# Exercise:
Copy word for word, please, the lines of the entries below running from the one containing "way to know" to the one containing "never re-reserve here.", both ends included.

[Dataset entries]
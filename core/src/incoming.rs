//! Incoming-ball handling: reacting to a ball that physically
//! arrived, posting the `ball_enter` relay, and routing whatever comes
//! back unclaimed.

use std::sync::atomic::Ordering;

use crate::bus::Event;
use crate::device::{Device, EjectRequest, IncomingBall};
use crate::outgoing::{dispatch_eject, start_or_queue_eject};
use crate::registry::Registry;
use crate::supervisor::reconcile_now;
use crate::DeviceName;

/// A ball was observed by the counter. Posts the `ball_enter` relay so any
/// claim handler (the target-confirmation waiter chain) gets first
/// refusal, then routes whatever is left unclaimed: to
/// `target_on_unexpected_ball`/`captures_from` (or, for a plain pass-through
/// device, its first eject target) if this arrival was genuinely
/// unexpected, or to satisfy a parked [`crate::device::BallRequest`] if one
/// is waiting.
///
/// `hint_unexpected` is the counter's own guess (it has no way to know
/// about eject-chain commitments). The real answer also depends on
/// whether this device had an outstanding [`IncomingBall`] reservation:
/// if it did, this arrival fulfills it and is not unexpected regardless
/// of the hint.
pub async fn handle_arrival(name: &DeviceName, device: &Device, registry: &Registry, hint_unexpected: bool) {
    let had_incoming = device.take_incoming().await;
    let unexpected = hint_unexpected && had_incoming.is_none();

    let relay = device.bus.post_ball_enter(name.clone(), 1);
    if had_incoming.is_none() {
        device.available_balls.fetch_add(1, Ordering::SeqCst);
    }

    reconcile_now(registry);

    if relay.unclaimed_balls > 0 {
        if unexpected {
            if let Some(source) = &device.config.captures_from {
                device.bus.post(Event::CapturedFrom {
                    device: name.clone(),
                    source: source.clone(),
                    balls: relay.unclaimed_balls,
                });
            }
        }

        let route_target = device
            .config
            .target_on_unexpected_ball
            .clone()
            .or_else(|| device.config.captures_from.clone())
            .or_else(|| {
                if device.config.is_playfield || device.config.is_trough() {
                    None
                } else {
                    device.config.eject_targets.first().cloned()
                }
            });

        if let Some(target) = route_target {
            if device.config.auto_fire_on_unexpected_ball {
                start_or_queue_eject(
                    name,
                    device,
                    registry,
                    EjectRequest { target, player_controlled: false },
                )
                .await;
            }
        }
    }

    if let Some(req) = device.ball_requests.lock().await.pop_front() {
        device.bus.post(Event::BallsAvailable);
        // Continuing a chain already reserved at its true entry point —
        // never re-reserve here.
        dispatch_eject(
            name,
            device,
            registry,
            EjectRequest { target: req.requester, player_controlled: false },
        )
        .await;
    }
}

/// The deadline on an [`IncomingBall`] commitment passed with no matching
/// arrival: revert the virtual reservation (already done by
/// `Device::expire_incoming`) and tell whoever was waiting on this device
/// that the ball never showed.
pub async fn handle_incoming_timeout(name: &DeviceName, device: &Device, expired: IncomingBall) {
    let popped = device.ball_requests.lock().await.pop_front();
    let target = popped.map(|req| req.requester).unwrap_or(expired.source);
    device.bus.post(Event::BallLost { device: name.clone(), target });
}
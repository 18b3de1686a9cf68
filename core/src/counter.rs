//! Ball-presence counters.
//!
//! `SwitchCounter` backs devices with one position switch per ball slot
//! (a trough, most locks): the switch set is authoritative, so the counter
//! always reports exactly how many balls are physically present, once
//! debounced. `EntranceSwitchCounter` backs devices with a single
//! beam-break at the entrance (subways, some VUKs): it cannot see how many
//! balls are inside, only that one passed the beam, so it keeps an
//! *inferred* running count capped to the device's capacity and degrades
//! some invariants accordingly: entrance-counted devices cannot detect
//! balls added or removed through any path but the beam.

use std::future::Future;
use std::pin::Pin;
use std::sync::atomic::{AtomicU32, Ordering};
use std::sync::Arc;
use std::time::Duration;

use futures_util::future::select_all;

use crate::delay::{DelayManager, DelayOutcome};
use crate::hw::SwitchController;

pub trait Counter: Send + Sync {
    /// The believed count right now, with no debounce wait.
    fn count(&self) -> u32;

    /// Wait for the switch state to change and then settle (no further
    /// change for `debounce`), returning the new count. Used by the
    /// orchestrator to confirm an entrance or exit.
    fn wait_settled<'a>(
        &'a self,
        debounce: Duration,
    ) -> Pin<Box<dyn Future<Output = u32> + Send + 'a>>;
}

/// N physical position switches, one per ball slot. `count()` is always
/// exactly the number of active switches — authoritative.
pub struct SwitchCounter {
    switches: Vec<String>,
    switch_ctrl: Arc<dyn SwitchController>,
    delay: DelayManager,
}

impl SwitchCounter {
    pub fn new(switches: Vec<String>, switch_ctrl: Arc<dyn SwitchController>) -> Self {
        Self {
            switches,
            switch_ctrl,
            delay: DelayManager::new(),
        }
    }

    async fn wait_for_any_switch_change(&self) {
        if self.switches.is_empty() {
            std::future::pending::<()>().await;
            return;
        }
        let waits: Vec<_> = self
            .switches
            .iter()
            .map(|s| self.switch_ctrl.wait_for_change(s))
            .collect();
        select_all(waits).await;
    }
}

impl Counter for SwitchCounter {
    fn count(&self) -> u32 {
        self.switches
            .iter()
            .filter(|s| self.switch_ctrl.is_active(s))
            .count() as u32
    }

    fn wait_settled<'a>(
        &'a self,
        debounce: Duration,
    ) -> Pin<Box<dyn Future<Output = u32> + Send + 'a>> {
        Box::pin(async move {
            self.wait_for_any_switch_change().await;
            loop {
                tokio::select! {
                    biased;
                    _ = self.wait_for_any_switch_change() => continue,
                    outcome = self.delay.wait("settle", debounce) => {
                        if outcome == DelayOutcome::Elapsed {
                            return self.count();
                        }
                    }
                }
            }
        })
    }
}

/// A single entrance beam. Cannot observe the device's true contents, only
/// that a ball crossed the beam; keeps an inferred count capped at
/// `capacity` (degraded invariant for entrance-counted devices).
pub struct EntranceSwitchCounter {
    switch: String,
    switch_ctrl: Arc<dyn SwitchController>,
    capacity: u32,
    inferred: AtomicU32,
    delay: DelayManager,
}

impl EntranceSwitchCounter {
    pub fn new(switch: String, switch_ctrl: Arc<dyn SwitchController>, capacity: u32) -> Self {
        Self {
            switch,
            switch_ctrl,
            capacity,
            inferred: AtomicU32::new(0),
            delay: DelayManager::new(),
        }
    }

    /// Manually adjust the inferred count (e.g. after a confirmed eject
    /// reduces contents by one), capped to `[0, capacity]`.
    pub fn adjust(&self, delta: i64) {
        let _ = self.inferred.fetch_update(Ordering::SeqCst, Ordering::SeqCst, |current| {
            let updated = (current as i64 + delta).clamp(0, self.capacity as i64);
            Some(updated as u32)
        });
    }

    pub fn set_count(&self, value: u32) {
        self.inferred.store(value.min(self.capacity), Ordering::SeqCst);
    }
}

impl Counter for EntranceSwitchCounter {
    fn count(&self) -> u32 {
        self.inferred.load(Ordering::SeqCst)
    }

    fn wait_settled<'a>(
        &'a self,
        debounce: Duration,
    ) -> Pin<Box<dyn Future<Output = u32> + Send + 'a>> {
        Box::pin(async move {
            self.switch_ctrl.wait_for_change(&self.switch).await;
            loop {
                tokio::select! {
                    biased;
                    _ = self.switch_ctrl.wait_for_change(&self.switch) => continue,
                    outcome = self.delay.wait("settle", debounce) => {
                        if outcome == DelayOutcome::Elapsed {
                            self.adjust(1);
                            return self.count();
                        }
                    }
                }
            }
        })
    }
}

#[cfg(test)]
mod tests {
    use super::*;
    use crate::hw::sim::SimSwitches;

    #[tokio::test(start_paused = true)]
    async fn switch_counter_reflects_active_switches() {
        let switches = Arc::new(SimSwitches::new());
        let counter = SwitchCounter::new(
            vec!["s1".into(), "s2".into(), "s3".into()],
            switches.clone(),
        );
        assert_eq!(counter.count(), 0);

        switches.set("s1", true);
        switches.set("s3", true);
        assert_eq!(counter.count(), 2);
    }

    #[tokio::test(start_paused = true)]
    async fn switch_counter_settles_after_debounce() {
        let switches = Arc::new(SimSwitches::new());
        let counter = SwitchCounter::new(vec!["s1".into()], switches.clone());

        let settle = counter.wait_settled(Duration::from_millis(50));
        tokio::pin!(settle);

        tokio::select! {
            _ = &mut settle => panic!("should not settle before the switch changes"),
            _ = tokio::time::sleep(Duration::from_millis(10)) => {}
        }

        switches.set("s1", true);
        let count = settle.await;
        assert_eq!(count, 1);
    }

    #[tokio::test(start_paused = true)]
    async fn entrance_counter_infers_and_caps_at_capacity() {
        let switches = Arc::new(SimSwitches::new());
        let counter = EntranceSwitchCounter::new("beam".into(), switches.clone(), 1);
        assert_eq!(counter.count(), 0);

        let settle = counter.wait_settled(Duration::from_millis(10));
        tokio::pin!(settle);
        switches.set("beam", true);
        let count = (&mut settle).await;
        assert_eq!(count, 1);

        counter.adjust(5);
        assert_eq!(counter.count(), 1, "inferred count must cap at capacity");
    }
}
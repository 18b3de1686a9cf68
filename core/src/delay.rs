//! Named, cancellable one-shot delays, backed by real `tokio::time`.
//!
//! MPF's `DelayManager` lets a device schedule a callback under a name and
//! re-arm or cancel it by that same name (e.g. `"ball_missing"`,
//! `"eject_confirm"`). We give device driver loops the same shape without a
//! callback registry: `wait(name, duration)` returns a future the driver
//! loop selects on, and `cancel(name)` makes any outstanding `wait` for that
//! name resolve to `Cancelled` instead of `Elapsed`.

use std::collections::HashMap;
use std::sync::Mutex;

use tokio::sync::watch;
use tokio::time::Duration;

#[derive(Debug, Clone, Copy, PartialEq, Eq)]
pub enum DelayOutcome {
    Elapsed,
    Cancelled,
}

/// One device's set of named delays. Not `Clone` — owned by a single
/// driver loop.
pub struct DelayManager {
    generations: Mutex<HashMap<String, watch::Sender<u64>>>,
}

impl Default for DelayManager {
    fn default() -> Self {
        Self::new()
    }
}

impl DelayManager {
    pub fn new() -> Self {
        Self {
            generations: Mutex::new(HashMap::new()),
        }
    }

    /// Arm (or re-arm) a named delay for `duration` and wait for it.
    /// Re-arming the same name while a previous wait is outstanding cancels
    /// that previous wait.
    pub async fn wait(&self, name: &str, duration: Duration) -> DelayOutcome {
        let mut rx = {
            let mut generations = self.generations.lock().unwrap();
            let tx = generations
                .entry(name.to_string())
                .or_insert_with(|| watch::channel(0).0);
            tx.send_modify(|g| *g += 1);
            tx.subscribe()
        };
        let my_generation = *rx.borrow();

        tokio::select! {
            _ = tokio::time::sleep(duration) => DelayOutcome::Elapsed,
            result = async {
                loop {
                    if rx.changed().await.is_err() {
                        return DelayOutcome::Cancelled;
                    }
                    if *rx.borrow() != my_generation {
                        return DelayOutcome::Cancelled;
                    }
                }
            } => result,
        }
    }

    /// Cancel a named delay. Any in-flight `wait` for that name resolves to
    /// `Cancelled` on its next poll. A no-op if nothing is armed under
    /// `name`.
    pub fn cancel(&self, name: &str) {
        if let Some(tx) = self.generations.lock().unwrap().get(name) {
            tx.send_modify(|g| *g += 1);
        }
    }
}

#[cfg(test)]
mod tests {
    use super::*;

    #[tokio::test(start_paused = true)]
    async fn elapses_after_duration() {
        let mgr = DelayManager::new();
        let outcome = mgr.wait("x", Duration::from_millis(100)).await;
        assert_eq!(outcome, DelayOutcome::Elapsed);
    }

    #[tokio::test(start_paused = true)]
    async fn rearming_cancels_previous_wait() {
        let mgr = DelayManager::new();
        tokio::select! {
            _ = mgr.wait("x", Duration::from_secs(10)) => panic!("should not resolve first"),
            _ = async {
                tokio::time::sleep(Duration::from_millis(1)).await;
                mgr.wait("x", Duration::from_millis(50)).await
            } => {}
        }
    }

    #[tokio::test(start_paused = true)]
    async fn cancel_resolves_outstanding_wait() {
        let mgr = DelayManager::new();
        let wait_fut = mgr.wait("x", Duration::from_secs(10));
        tokio::pin!(wait_fut);

        tokio::select! {
            outcome = &mut wait_fut => {
                assert_eq!(outcome, DelayOutcome::Cancelled);
            }
            _ = async {
                tokio::time::sleep(Duration::from_millis(1)).await;
                mgr.cancel("x");
                tokio::time::sleep(Duration::from_secs(20)).await;
            } => panic!("cancel should have resolved the wait first"),
        }
    }
}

# Your response:
/// `hint_unexpected` is the counter's own guess (it has no way to know
/// about eject-chain commitments). The real answer also depends on
/// whether this device had an outstanding [`IncomingBall`] reservation:
/// if it did, this arrival fulfills it and is not unexpected regardless
/// of the hint.
pub async fn handle_arrival(name: &DeviceName, device: &Device, registry: &Registry, hint_unexpected: bool) {
    let had_incoming = device.take_incoming().await;
    let unexpected = hint_unexpected && had_incoming.is_none();

    let relay = device.bus.post_ball_enter(name.clone(), 1);
    if had_incoming.is_none() {
        device.available_balls.fetch_add(1, Ordering::SeqCst);
    }

    reconcile_now(registry);

    if relay.unclaimed_balls > 0 {
        if unexpected {
            if let Some(source) = &device.config.captures_from {
                device.bus.post(Event::CapturedFrom {
                    device: name.clone(),
                    source: source.clone(),
                    balls: relay.unclaimed_balls,
                });
            }
        }

        let route_target = device
            .config
            .target_on_unexpected_ball
            .clone()
            .or_else(|| device.config.captures_from.clone())
            .or_else(|| {
                if device.config.is_playfield || device.config.is_trough() {
                    None
                } else {
                    device.config.eject_targets.first().cloned()
                }
            });

        if let Some(target) = route_target {
            if device.config.auto_fire_on_unexpected_ball {
                start_or_queue_eject(
                    name,
                    device,
                    registry,
                    EjectRequest { target, player_controlled: false },
                )
                .await;
            }
        }
    }

    if let Some(req) = device.ball_requests.lock().await.pop_front() {
        device.bus.post(Event::BallsAvailable);
        // Continuing a chain already reserved at its true entry point —
        // never re-reserve here.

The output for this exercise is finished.